"Il bruco (2017)". Foto di Aldo Ettore Quagliozzi

"Il bruco (2017)". Foto di Aldo Ettore Quagliozzi
"Il bruco" (2017). Nikon Coolpix P900. Foto macro. Stato larvale della falena diurna "Macroglossum stellatarum" volgarmente detta "sfinge colibrì".

lunedì 18 maggio 2015

Sfogliature. 40 “Costituzione ad personam”.
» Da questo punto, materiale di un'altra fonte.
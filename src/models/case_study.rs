use chrono::{DateTime, Utc};
use serde::{Deserialize, Serialize};
use uuid::Uuid;

use super::Prediction;

/// A free-text clinical narrative submitted for grading.
#[derive(Debug, Clone, PartialEq, Serialize, Deserialize)]
pub struct CaseStudy {
    pub id: Uuid,
    pub text: String,
    pub processed: bool,
    pub created_at: DateTime<Utc>,
}

impl CaseStudy {
    /// New unprocessed record stamped with the current time.
    pub fn new(text: impl Into<String>) -> Self {
        Self {
            id: Uuid::new_v4(),
            text: text.into(),
            processed: false,
            created_at: super::timestamp_now(),
        }
    }
}

#[derive(Debug, Clone, Serialize, Deserialize)]
pub struct NewCaseStudy {
    pub text: String,
}

#[derive(Debug, Clone, Serialize, Deserialize)]
pub struct CaseStudyWithPrediction {
    pub case_study: CaseStudy,
    pub prediction: Option<Prediction>,
}
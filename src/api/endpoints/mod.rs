//! API endpoint handlers, one module per resource.

pub mod case_studies;
pub mod health;
pub mod pipeline;
pub mod predictions;
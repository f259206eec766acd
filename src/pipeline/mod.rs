//! Case-study grading pipeline.
//!
//! ```text
//! unprocessed case study
//!   → FeatureExtractor (text → FeatureMap)
//!   → FeatureStore.insert_features, mark_processed
//!   → grading::grade (FeatureMap → O / A / B)
//!   → FeatureStore.insert_prediction
//! ```
//!
//! Both phases are safe to run concurrently with themselves: claim gates in
//! the orchestrator plus UNIQUE(case_study_id) in the store keep every case
//! study at one features record and at most one prediction.

pub mod background;
pub mod error;
pub mod extractor;
pub mod grading;
pub mod orchestrator;
pub mod store;
pub mod traits;
pub mod types;

pub use background::{start_periodic_sweep, BackgroundRunner, SweepHandle};
pub use error::PipelineError;
pub use extractor::KeywordFeatureExtractor;
pub use orchestrator::PipelineRunner;
pub use store::SqliteFeatureStore;
pub use traits::{FeatureExtractor, FeatureStore};
pub use types::{ExtractionReport, PredictionReport};
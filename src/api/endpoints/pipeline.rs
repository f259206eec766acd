//! Pipeline triggers. Both return as soon as the work is queued.

use axum::extract::State;
use axum::Json;
use serde::{Deserialize, Serialize};

use crate::api::error::ApiError;
use crate::api::types::{ApiContext, MessageResponse};

#[derive(Debug, Serialize, Deserialize)]
pub struct ProcessResponse {
    pub message: String,
    /// Case studies eligible when the request arrived, not a completion count.
    pub processed_count: u32,
}

/// `POST /process_case_studies/`: queue the extraction phase.
pub async fn process_case_studies(
    State(ctx): State<ApiContext>,
) -> Result<Json<ProcessResponse>, ApiError> {
    let conn = ctx.core.open_db()?;
    let pending = ctx.core.store().count_unprocessed(&conn)?;

    if pending == 0 {
        return Ok(Json(ProcessResponse {
            message: "No unprocessed case studies found".into(),
            processed_count: 0,
        }));
    }

    drop(ctx.background.spawn_extraction());
    tracing::info!(pending, "Extraction queued");

    Ok(Json(ProcessResponse {
        message: format!("Processing {pending} case studies in the background"),
        processed_count: pending,
    }))
}

/// `POST /train_model/`: queue the prediction phase.
pub async fn train_model(State(ctx): State<ApiContext>) -> Json<MessageResponse> {
    drop(ctx.background.spawn_predictions());
    tracing::info!("Prediction phase queued");
    Json(MessageResponse::new("Model training started in the background"))
}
Parla ovviamente  Corrado Stajano, nella sua analisi apparsa sul quotidiano l’Unità e che dà il titolo alla rilettura, di ben altri personaggi storici, di un livello di coscienza molto alto, di un’etica politica che ben difficilmente potrà essere rinverdita e dimenticata, etica politica sopravvissuta all’indomani della catastrofe del ventennio. Erano leggeri gli animi di allora, pur nella consapevolezza delle difficoltà del momento, dopo una guerra che aveva visto il mondo progredito dilaniarsi su fronti opposti in nome di una civiltà dell’uomo da recuperare, salvare, tramandare. Ben altri sono i “costituenti dell’oggi”, dimentichi o acerrimi avversari dei costituenti precedenti, senza uno spirito leggero come lo fu lo spirito dei padri della costituzione della repubblica italiana. Questi sono purtroppo i tempi e questi sono gli uomini “nuovi” che impongono una visione distorta della democrazia, con gli immaginabili cattivi frutti che la “costituzione” così rinnovata saprà dare per la convivenza sociale e politica del bel paese. Ed il bel paese assiste inerte allo sfascio imminente, quasi distratto, narcotizzato da un “regime mediatico” monopolizzatore delle coscienze, che alimenta le inclinazioni meno nobili del popolo del bel paese, sfoderando la sicumera dei regimi più consolidati ed accentratori. Si domanda Giorgio Bocca nel suo ultimo lavoro “L’Italia l’è malada“: come si vive nel regime? E offre una risposta che pare proprio interpretare e rappresentare lo spirito che aleggia sul bel paese. (…). La risposta giusta è: da stanchi. Stanchi di non capire, di essere presi in giro, del dire e disdire, delle menzogne plateali, del cattivo gusto che monta, delle facce dei servi della commedia dell’arte che ogni giorno ripetono che il regime non c’è, è un’invenzione dei disfattisti, dei comunisti. Adesso il padrone vuole diminuire le tasse. È  una follia in un paese dissestato. Che senso ha? Nessuno, è panna montata, aria fritta, ma anche di questo il regime campa.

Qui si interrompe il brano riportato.